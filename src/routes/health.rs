use axum::{Json, Router, extract::State, routing::get};

use crate::{dto::health::HealthResponse, services::health_service, state::SharedState};

#[utoipa::path(
    get,
    path = "/healthcheck",
    tag = "health",
    responses((status = 200, description = "Service health", body = HealthResponse))
)]
/// Probe the session store and report whether live sync is running.
pub async fn healthcheck(State(state): State<SharedState>) -> Json<HealthResponse> {
    Json(health_service::health_status(&state).await)
}

/// Configure the health routes subtree.
pub fn router() -> Router<SharedState> {
    Router::<SharedState>::new().route("/healthcheck", get(healthcheck))
}
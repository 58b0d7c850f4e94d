use axum::{Json, Router, extract::State, routing::get};

use crate::{dto::view::MatrixView, services::view_service, state::SharedState};

#[utoipa::path(
    get,
    path = "/view",
    tag = "view",
    responses((status = 200, description = "Render-ready matrix view", body = MatrixView))
)]
/// Return what the participant should currently see.
pub async fn get_view(State(state): State<SharedState>) -> Json<MatrixView> {
    Json(view_service::current_view(&state).await)
}

pub fn router() -> Router<SharedState> {
    Router::<SharedState>::new().route("/view", get(get_view))
}
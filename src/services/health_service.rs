use tracing::warn;

use crate::{dto::health::HealthResponse, state::SharedState};

/// Probe the session store and report whether live sync is running.
pub async fn health_status(state: &SharedState) -> HealthResponse {
    let reachable = match state.store().health_check().await {
        Ok(()) => true,
        Err(err) => {
            warn!(error = %err, "storage health check failed");
            false
        }
    };

    HealthResponse::from_probes(reachable, !state.is_degraded())
}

To do – Report every line in the data that holds "MatrixView", copying each one.

Task solution –
use crate::{dto::view::MatrixView, services::view_service, state::SharedState};
    responses((status = 200, description = "Render-ready matrix view", body = MatrixView))
pub async fn get_view(State(state): State<SharedState>) -> Json<MatrixView> {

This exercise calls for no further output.